- _What you need to do_:
From the first line of the records below through the line containing "frontier, newly accepted", copy everything exactly and nothing more.

(Records supplied Opens)

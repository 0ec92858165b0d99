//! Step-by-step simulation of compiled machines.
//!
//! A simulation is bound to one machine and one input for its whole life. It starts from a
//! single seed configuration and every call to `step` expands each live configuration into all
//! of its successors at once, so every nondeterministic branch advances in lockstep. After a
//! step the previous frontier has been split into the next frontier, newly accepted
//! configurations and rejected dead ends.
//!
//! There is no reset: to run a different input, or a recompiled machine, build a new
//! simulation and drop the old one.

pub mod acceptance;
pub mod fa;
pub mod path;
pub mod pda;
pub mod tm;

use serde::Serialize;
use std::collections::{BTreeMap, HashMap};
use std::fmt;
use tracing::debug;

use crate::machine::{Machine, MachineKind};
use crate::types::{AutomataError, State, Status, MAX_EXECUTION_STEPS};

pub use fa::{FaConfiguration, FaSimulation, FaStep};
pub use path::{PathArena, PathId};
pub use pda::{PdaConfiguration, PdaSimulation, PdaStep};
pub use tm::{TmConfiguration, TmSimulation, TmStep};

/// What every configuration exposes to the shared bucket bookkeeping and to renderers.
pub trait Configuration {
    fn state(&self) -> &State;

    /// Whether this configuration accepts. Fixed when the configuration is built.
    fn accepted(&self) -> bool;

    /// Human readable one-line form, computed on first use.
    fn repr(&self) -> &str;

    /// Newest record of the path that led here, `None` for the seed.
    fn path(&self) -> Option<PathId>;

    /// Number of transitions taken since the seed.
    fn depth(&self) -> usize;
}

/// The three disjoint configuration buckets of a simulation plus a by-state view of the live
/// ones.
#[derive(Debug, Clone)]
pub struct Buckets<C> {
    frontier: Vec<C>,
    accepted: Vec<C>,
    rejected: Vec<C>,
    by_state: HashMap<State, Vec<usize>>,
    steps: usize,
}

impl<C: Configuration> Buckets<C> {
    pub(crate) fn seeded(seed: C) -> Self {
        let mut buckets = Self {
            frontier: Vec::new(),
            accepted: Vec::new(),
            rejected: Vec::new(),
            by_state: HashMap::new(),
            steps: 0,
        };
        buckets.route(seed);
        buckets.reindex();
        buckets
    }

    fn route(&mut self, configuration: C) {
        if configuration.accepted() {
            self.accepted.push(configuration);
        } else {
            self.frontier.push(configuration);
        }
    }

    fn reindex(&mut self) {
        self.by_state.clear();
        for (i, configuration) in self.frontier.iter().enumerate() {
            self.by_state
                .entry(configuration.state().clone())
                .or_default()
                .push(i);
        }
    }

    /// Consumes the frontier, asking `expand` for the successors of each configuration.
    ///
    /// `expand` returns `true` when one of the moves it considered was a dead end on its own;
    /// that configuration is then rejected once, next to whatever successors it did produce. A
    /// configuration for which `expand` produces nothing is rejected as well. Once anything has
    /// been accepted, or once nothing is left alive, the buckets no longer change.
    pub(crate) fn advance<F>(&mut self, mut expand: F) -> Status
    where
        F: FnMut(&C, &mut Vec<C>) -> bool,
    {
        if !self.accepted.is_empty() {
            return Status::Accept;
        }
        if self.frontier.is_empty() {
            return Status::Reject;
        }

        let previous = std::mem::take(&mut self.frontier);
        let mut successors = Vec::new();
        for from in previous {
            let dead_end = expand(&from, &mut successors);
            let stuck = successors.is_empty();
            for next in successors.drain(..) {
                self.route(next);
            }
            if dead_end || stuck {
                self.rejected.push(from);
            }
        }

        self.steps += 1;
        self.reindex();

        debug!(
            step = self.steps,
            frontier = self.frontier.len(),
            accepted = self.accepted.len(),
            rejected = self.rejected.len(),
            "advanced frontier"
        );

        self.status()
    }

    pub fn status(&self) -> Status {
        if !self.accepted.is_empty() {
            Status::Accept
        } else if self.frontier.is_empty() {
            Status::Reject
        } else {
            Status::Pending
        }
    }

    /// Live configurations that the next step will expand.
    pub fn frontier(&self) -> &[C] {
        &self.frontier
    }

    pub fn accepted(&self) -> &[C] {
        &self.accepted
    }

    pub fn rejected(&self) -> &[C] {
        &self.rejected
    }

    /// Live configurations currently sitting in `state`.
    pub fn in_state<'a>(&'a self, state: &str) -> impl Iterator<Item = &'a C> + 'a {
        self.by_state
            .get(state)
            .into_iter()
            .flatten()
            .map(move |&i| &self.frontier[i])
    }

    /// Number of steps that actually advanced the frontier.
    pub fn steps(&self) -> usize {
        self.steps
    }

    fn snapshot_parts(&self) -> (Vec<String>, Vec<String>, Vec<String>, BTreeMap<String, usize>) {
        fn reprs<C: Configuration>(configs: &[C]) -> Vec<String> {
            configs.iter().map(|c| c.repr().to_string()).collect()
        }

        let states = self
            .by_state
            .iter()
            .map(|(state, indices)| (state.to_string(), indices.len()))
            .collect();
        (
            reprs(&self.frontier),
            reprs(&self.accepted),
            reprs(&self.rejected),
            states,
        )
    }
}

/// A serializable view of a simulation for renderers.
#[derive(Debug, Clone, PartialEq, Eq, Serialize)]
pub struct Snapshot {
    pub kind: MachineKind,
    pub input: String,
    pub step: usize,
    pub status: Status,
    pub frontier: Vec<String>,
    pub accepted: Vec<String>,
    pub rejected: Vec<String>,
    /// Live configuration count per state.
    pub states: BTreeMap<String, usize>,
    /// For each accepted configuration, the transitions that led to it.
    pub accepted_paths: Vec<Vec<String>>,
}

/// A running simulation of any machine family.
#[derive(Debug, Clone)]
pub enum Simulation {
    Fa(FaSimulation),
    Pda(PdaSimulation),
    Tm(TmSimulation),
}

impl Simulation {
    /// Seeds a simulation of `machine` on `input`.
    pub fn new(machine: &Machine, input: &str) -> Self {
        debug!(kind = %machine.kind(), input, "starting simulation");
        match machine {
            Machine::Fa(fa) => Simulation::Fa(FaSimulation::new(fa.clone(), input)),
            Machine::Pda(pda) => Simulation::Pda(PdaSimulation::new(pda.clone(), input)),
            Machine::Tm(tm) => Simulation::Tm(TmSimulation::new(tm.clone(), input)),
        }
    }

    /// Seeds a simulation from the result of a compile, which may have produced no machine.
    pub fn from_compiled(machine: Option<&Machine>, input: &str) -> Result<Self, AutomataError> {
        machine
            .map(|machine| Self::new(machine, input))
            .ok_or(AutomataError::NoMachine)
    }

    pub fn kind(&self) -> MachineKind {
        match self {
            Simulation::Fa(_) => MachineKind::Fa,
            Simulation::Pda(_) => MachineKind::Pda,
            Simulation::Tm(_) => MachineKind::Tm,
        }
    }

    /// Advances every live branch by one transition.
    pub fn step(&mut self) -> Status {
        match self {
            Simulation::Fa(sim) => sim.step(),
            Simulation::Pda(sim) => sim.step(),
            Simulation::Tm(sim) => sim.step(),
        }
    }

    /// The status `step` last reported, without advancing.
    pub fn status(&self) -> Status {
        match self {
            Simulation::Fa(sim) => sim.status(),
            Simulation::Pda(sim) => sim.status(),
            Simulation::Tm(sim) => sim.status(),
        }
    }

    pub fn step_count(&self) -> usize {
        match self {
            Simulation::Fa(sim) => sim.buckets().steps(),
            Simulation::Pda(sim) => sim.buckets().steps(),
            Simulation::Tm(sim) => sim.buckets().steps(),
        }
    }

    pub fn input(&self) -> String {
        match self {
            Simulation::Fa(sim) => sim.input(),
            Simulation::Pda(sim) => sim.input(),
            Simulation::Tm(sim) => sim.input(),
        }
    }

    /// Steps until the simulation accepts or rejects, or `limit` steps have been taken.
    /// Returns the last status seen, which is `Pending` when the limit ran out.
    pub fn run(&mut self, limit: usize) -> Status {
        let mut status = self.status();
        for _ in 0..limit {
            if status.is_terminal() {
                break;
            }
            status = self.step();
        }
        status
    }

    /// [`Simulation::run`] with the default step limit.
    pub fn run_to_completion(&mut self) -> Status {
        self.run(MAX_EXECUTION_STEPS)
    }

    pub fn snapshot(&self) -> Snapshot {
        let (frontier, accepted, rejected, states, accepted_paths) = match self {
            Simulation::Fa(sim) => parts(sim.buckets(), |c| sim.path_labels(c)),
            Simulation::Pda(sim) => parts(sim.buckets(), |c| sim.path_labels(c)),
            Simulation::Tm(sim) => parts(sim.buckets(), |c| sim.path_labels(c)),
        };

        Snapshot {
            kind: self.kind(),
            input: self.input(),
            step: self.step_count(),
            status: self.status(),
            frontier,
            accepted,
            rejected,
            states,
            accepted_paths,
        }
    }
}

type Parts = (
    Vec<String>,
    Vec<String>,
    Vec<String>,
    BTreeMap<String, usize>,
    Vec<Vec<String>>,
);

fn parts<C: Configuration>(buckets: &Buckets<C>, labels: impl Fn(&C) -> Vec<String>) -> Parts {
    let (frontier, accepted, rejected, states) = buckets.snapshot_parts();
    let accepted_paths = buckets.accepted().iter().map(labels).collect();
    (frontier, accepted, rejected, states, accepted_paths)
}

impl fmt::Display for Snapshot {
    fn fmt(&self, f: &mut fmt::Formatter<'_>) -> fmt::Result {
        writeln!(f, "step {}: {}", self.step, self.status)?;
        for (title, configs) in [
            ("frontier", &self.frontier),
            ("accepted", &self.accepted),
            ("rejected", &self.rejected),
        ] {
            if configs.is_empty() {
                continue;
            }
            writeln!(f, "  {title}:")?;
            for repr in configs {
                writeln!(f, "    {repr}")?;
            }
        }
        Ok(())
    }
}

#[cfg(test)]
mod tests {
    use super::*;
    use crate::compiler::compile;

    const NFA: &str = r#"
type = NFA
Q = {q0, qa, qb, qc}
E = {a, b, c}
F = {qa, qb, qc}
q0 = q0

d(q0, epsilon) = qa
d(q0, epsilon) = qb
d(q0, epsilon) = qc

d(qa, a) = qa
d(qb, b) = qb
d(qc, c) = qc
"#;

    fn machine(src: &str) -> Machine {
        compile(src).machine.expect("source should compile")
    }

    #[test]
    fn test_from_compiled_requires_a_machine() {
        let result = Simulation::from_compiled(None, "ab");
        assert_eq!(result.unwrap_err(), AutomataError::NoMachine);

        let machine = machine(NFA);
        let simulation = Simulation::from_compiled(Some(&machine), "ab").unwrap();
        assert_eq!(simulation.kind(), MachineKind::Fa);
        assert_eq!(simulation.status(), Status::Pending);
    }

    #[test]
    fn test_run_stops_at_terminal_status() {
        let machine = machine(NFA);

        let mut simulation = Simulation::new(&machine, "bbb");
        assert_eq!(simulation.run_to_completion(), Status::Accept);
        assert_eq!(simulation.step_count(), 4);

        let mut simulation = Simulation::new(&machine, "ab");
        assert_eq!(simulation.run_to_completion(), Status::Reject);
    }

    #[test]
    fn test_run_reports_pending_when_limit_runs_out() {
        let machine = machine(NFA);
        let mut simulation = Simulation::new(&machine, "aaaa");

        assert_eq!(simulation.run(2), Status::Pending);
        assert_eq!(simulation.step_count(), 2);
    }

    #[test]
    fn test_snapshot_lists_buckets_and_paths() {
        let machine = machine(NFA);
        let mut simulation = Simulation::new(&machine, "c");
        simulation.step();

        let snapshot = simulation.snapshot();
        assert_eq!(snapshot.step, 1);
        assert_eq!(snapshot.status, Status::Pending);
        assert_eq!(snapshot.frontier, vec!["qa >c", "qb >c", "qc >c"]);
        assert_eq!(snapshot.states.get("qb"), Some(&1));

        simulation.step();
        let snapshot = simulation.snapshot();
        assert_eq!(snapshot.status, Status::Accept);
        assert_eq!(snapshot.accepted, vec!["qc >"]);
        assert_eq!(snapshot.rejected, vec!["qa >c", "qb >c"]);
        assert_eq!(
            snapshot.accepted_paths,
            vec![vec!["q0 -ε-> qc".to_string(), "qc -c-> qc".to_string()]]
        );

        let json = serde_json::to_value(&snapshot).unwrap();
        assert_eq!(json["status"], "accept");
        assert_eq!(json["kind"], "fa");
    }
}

(Records supplied Closes)

- _Task output_:
repository 0ec92858165b0d99
//! Step-by-step simulation of compiled machines.
//!
//! A simulation is bound to one machine and one input for its whole life. It starts from a
//! single seed configuration and every call to `step` expands each live configuration into all
//! of its successors at once, so every nondeterministic branch advances in lockstep. After a
//! step the previous frontier has been split into the next frontier, newly accepted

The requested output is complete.